Immunofluorescence (A) and phase-contrast (B) micrographs of methanol-fixed peripheral blood cells from an adult (Fig. 1) and st.52 larva (Fig. 2), showing that all leukocytes but not erythrocytes (arrowheads) are reactive to XL-1 mAb. Fig. 1, buffy coat cells; Fig. 2, smear. Visualized by TRITC-conjugated anti-mouse Ig as a secondary antibody, ne, neutrophil; e, eosinophil; b, basophil; 1, lymphocyte; t, thrombocyte. Bars, 25μm.

Figs 1 and 2.

Immunofluorescence (A) and phase-contrast (B) micrographs of methanol-fixed peripheral blood cells from an adult (Fig. 1) and st.52 larva (Fig. 2), showing that all leukocytes but not erythrocytes (arrowheads) are reactive to XL-1 mAb. Fig. 1, buffy coat cells; Fig. 2, smear. Visualized by TRITC-conjugated anti-mouse Ig as a secondary antibody, ne, neutrophil; e, eosinophil; b, basophil; 1, lymphocyte; t, thrombocyte. Bars, 25μm.

Western blot analyses revealed that XL-1 determinant comprises several molecules ranging from 100 to 300 × Mr, showing both unique and sharing components with each other in splenocytes and thymocytes (Fig. 3). No reactivity was seen at all in erythrocyte lysates. Although no other tissue components showed reactivity against XL-1, the XL-1 determinant was found also in the serum expressing some unique electrophoretic mobilities (Fig. 3). Presumably reflecting this aberrant reactivity, XL-1 showed occasional, but not consistent, immunohistochemical localization in and along the epithelial lining of nephric ducts and along the inner surface of blood vessels in advanced larvae. Except these particular organs, the XL-1 determinant was expressed only on the leukocyte-series cells in Xenopus.

Fig. 3.

Western blot analyses of XL-1 reactive components in lysates from adult splenocytes (a), thymocytes (b) and erythrocytes (c), and serum (d). Arrowheads indicate bands specific for each splenocytes and thymocytes. Mr; relative molecular mass.

Fig. 3.

Western blot analyses of XL-1 reactive components in lysates from adult splenocytes (a), thymocytes (b) and erythrocytes (c), and serum (d). Arrowheads indicate bands specific for each splenocytes and thymocytes. Mr; relative molecular mass.

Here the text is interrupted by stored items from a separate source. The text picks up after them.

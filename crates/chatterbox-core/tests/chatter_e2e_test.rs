//! End-to-end conversations between two chatters.
//!
//! These tests verify critical invariants:
//! - Both sides derive the same handshake confirmation
//! - In-order, shuffled and bidirectional delivery decrypt correctly
//! - A DH ratchet step makes the previous epoch's messages undecryptable
//! - Ending a session erases it and blocks further traffic

use chatterbox_core::{ChatError, Chatter, ChatterConfig, Message};
use chatterbox_crypto::{PublicKey, SeededEntropy};

fn chatter(seed: u64) -> Chatter<SeededEntropy> {
    Chatter::with_config(ChatterConfig::default(), SeededEntropy::new(seed))
        .expect("identity generation should succeed")
}

/// Run the three-step handshake and check both confirmations match.
fn handshake(alice: &mut Chatter<SeededEntropy>, bob: &mut Chatter<SeededEntropy>) {
    let alice_id = *alice.identity();
    let bob_id = *bob.identity();

    let alice_ephemeral = alice.initiate_handshake(&bob_id).expect("initiate should succeed");
    let (bob_ephemeral, bob_confirm) =
        bob.return_handshake(&alice_id, &alice_ephemeral).expect("return should succeed");
    let alice_confirm =
        alice.finalize_handshake(&bob_id, &bob_ephemeral).expect("finalize should succeed");

    assert_eq!(alice_confirm, bob_confirm, "handshake confirmations must match");
}

fn send_all(from: &mut Chatter<SeededEntropy>, to: &PublicKey, texts: &[&str]) -> Vec<Message> {
    texts
        .iter()
        .map(|text| from.send_message(to, text.as_bytes()).expect("send should succeed"))
        .collect()
}

/// Alice talks, Bob answers, across a re-established session.
#[test]
fn demonstration_conversation() {
    let mut alice = chatter(1);
    let mut bob = chatter(2);
    let alice_id = *alice.identity();
    let bob_id = *bob.identity();

    handshake(&mut alice, &mut bob);

    // One direction, in order
    let in_order = [
        "Hello World to you Bob",
        "You know I have been thinking about you lately",
        "Maybe we should get back together :)",
        "Wanna meet tommorrow??",
    ];
    for (msg, expected) in send_all(&mut alice, &bob_id, &in_order).iter().zip(in_order) {
        let plaintext = bob.receive_message(msg).expect("in-order receive should succeed");
        assert_eq!(plaintext, expected.as_bytes());
    }

    // Fresh session, shuffled delivery
    alice.end_session(&bob_id).expect("alice end should succeed");
    bob.end_session(&alice_id).expect("bob end should succeed");
    handshake(&mut alice, &mut bob);

    let batch = ["Message 1", "Message 2", "Message 3", "Message 4", "Message 5"];
    let sent = send_all(&mut alice, &bob_id, &batch);
    for index in [2, 0, 4, 1, 3] {
        let msg = &sent[index];
        let plaintext = bob.receive_message(msg).expect("shuffled receive should succeed");
        assert_eq!(plaintext, batch[(msg.counter - 1) as usize].as_bytes());
    }

    // Bidirectional: every change of speaker is a DH ratchet step
    let reply = bob.send_message(&alice_id, b"Hello world to you too Alice...").unwrap();
    assert_eq!(alice.receive_message(&reply).unwrap(), b"Hello world to you too Alice...");

    let follow_up = alice.send_message(&bob_id, b"Sooo... whats your answer?").unwrap();
    assert_ne!(follow_up.next_dh_ratchet, sent[0].next_dh_ratchet);
    assert_eq!(bob.receive_message(&follow_up).unwrap(), b"Sooo... whats your answer?");

    for text in [
        "Don't you think its too late to come back?",
        "Sorry but this is not going to work.",
        "I already met somebody new. Sorry. Maybe in next life",
    ] {
        let msg = bob.send_message(&alice_id, text.as_bytes()).unwrap();
        assert_eq!(alice.receive_message(&msg).unwrap(), text.as_bytes());
    }

    // Replay: the cached key is kept by default, so the copy decrypts too
    let replayed = alice.send_message(&bob_id, b"Bob I really need you PLZ").unwrap();
    let first = bob.receive_message(&replayed).unwrap();
    let second = bob.receive_message(&replayed).unwrap();
    assert_eq!(first, second);

    alice.end_session(&bob_id).expect("alice end should succeed");
    bob.end_session(&alice_id).expect("bob end should succeed");
    assert_eq!(alice.session_count(), 0);
    assert_eq!(bob.session_count(), 0);
}

/// Messages from a previous epoch are unusable once a new one starts.
#[test]
fn dh_step_isolates_previous_epoch() {
    let mut alice = chatter(3);
    let mut bob = chatter(4);
    let alice_id = *alice.identity();
    let bob_id = *bob.identity();
    handshake(&mut alice, &mut bob);

    let early = send_all(&mut alice, &bob_id, &["early 1", "early 2"]);
    bob.receive_message(&early[1]).unwrap();
    assert!(bob.session(&alice_id).unwrap().has_cached_key(1));

    let reply = bob.send_message(&alice_id, b"reply").unwrap();
    alice.receive_message(&reply).unwrap();

    let next_epoch = alice.send_message(&bob_id, b"new epoch").unwrap();
    assert_eq!(bob.receive_message(&next_epoch).unwrap(), b"new epoch");

    let session = bob.session(&alice_id).unwrap();
    assert!(!session.has_cached_key(1), "DH step must flush the previous epoch's cache");
    assert_eq!(session.cached_key_count(), 1);

    let stale = bob.receive_message(&early[0]);
    assert!(matches!(stale, Err(ChatError::DecryptionFailed { .. })));
}

/// Every header field is authenticated.
#[test]
fn tampered_header_fails_authentication() {
    let mut alice = chatter(5);
    let mut bob = chatter(6);
    let bob_id = *bob.identity();
    handshake(&mut alice, &mut bob);

    let msg = alice.send_message(&bob_id, b"authentic").unwrap();

    let mut wrong_epoch_marker = msg.clone();
    wrong_epoch_marker.last_update = 2;
    let result = bob.receive_message(&wrong_epoch_marker);
    assert!(matches!(result, Err(ChatError::DecryptionFailed { .. })));

    let mut flipped = msg.clone();
    flipped.ciphertext[0] ^= 0x01;
    let result = bob.receive_message(&flipped);
    assert!(matches!(result, Err(ChatError::DecryptionFailed { .. })));

    // The untouched original still decrypts: failures keep the cache
    assert_eq!(bob.receive_message(&msg).unwrap(), b"authentic");
}

/// Messages survive a trip through the CBOR wire format.
#[test]
fn wire_encoding_carries_messages() {
    let mut alice = chatter(7);
    let mut bob = chatter(8);
    let bob_id = *bob.identity();
    handshake(&mut alice, &mut bob);

    let msg = alice.send_message(&bob_id, b"over the wire").unwrap();
    let decoded = Message::from_bytes(&msg.to_bytes()).expect("decode should succeed");

    assert_eq!(bob.receive_message(&decoded).unwrap(), b"over the wire");
}

/// A counter far beyond the skip limit is refused.
#[test]
fn skip_limit_refuses_huge_counter() {
    let config = ChatterConfig { max_skip: 8, ..ChatterConfig::default() };
    let mut alice = Chatter::with_config(config.clone(), SeededEntropy::new(9)).unwrap();
    let mut bob = Chatter::with_config(config, SeededEntropy::new(10)).unwrap();
    let alice_id = *alice.identity();
    let bob_id = *bob.identity();
    handshake(&mut alice, &mut bob);

    let sent = send_all(&mut alice, &bob_id, &["m"; 12]);

    let result = bob.receive_message(&sent[11]);
    assert!(matches!(result, Err(ChatError::TooManySkipped { requested: 12, limit: 8, .. })));
    assert_eq!(bob.session(&alice_id).unwrap().receive_counter(), 1);

    // Within the limit, the same session keeps working
    assert_eq!(bob.receive_message(&sent[5]).unwrap(), b"m");
}

/// Ending a session erases it on both sides independently.
#[test]
fn end_session_blocks_traffic() {
    let mut alice = chatter(11);
    let mut bob = chatter(12);
    let alice_id = *alice.identity();
    let bob_id = *bob.identity();
    handshake(&mut alice, &mut bob);

    let in_flight = alice.send_message(&bob_id, b"in flight").unwrap();
    bob.end_session(&alice_id).unwrap();

    assert!(!bob.has_session(&alice_id));
    assert!(matches!(bob.receive_message(&in_flight), Err(ChatError::NoOpenSession { .. })));
    assert!(matches!(bob.send_message(&alice_id, b"x"), Err(ChatError::NoOpenSession { .. })));
    assert!(matches!(bob.end_session(&alice_id), Err(ChatError::NoOpenSession { .. })));
}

Ontogenic emergence of XL-1 + cells in early hemopoietic and lymphoid organs

The ontogenic emergence and distribution of XL-1+ cells were examined on sections of various hemopoietic tissues or whole-mount preparations of embryos and larvae. The XL-1+ cells first appeared in the liver rudiments at st.36–37, following the establishment of a blood stream, scattered both in the parenchyma and sinusoids. The positive cells increased in number thereafter and, from st.47 on, some of them could be seen in the perihepatic layer as if lining the organ (Fig. 4).

Figs 4 and 5.

Immunofluorescence (A) and phase-contrast (B) micrographs of a transverse section through the liver (1) of st.47 larva (Fig. 4), and the prospective mesonephric region of st.44–45 larva (Fig. 5), showing localization of XL-1+ cells in the perihepatic areas (Fig. 4A) and the mesenchyme ventral to the dorsal aorta (d) (Fig. 5A). n, notochord; s, somite; i, intestine; v, vena cava; w, Wolffian duct. Bars, 100μm.

Figs 4 and 5.

Immunofluorescence (A) and phase-contrast (B) micrographs of a transverse section through the liver (1) of st.47 larva (Fig. 4), and the prospective mesonephric region of st.44–45 larva (Fig. 5), showing localization of XL-1+ cells in the perihepatic areas (Fig. 4A) and the mesenchyme ventral to the dorsal aorta (d) (Fig. 5A). n, notochord; s, somite; i, intestine; v, vena cava; w, Wolffian duct. Bars, 100μm.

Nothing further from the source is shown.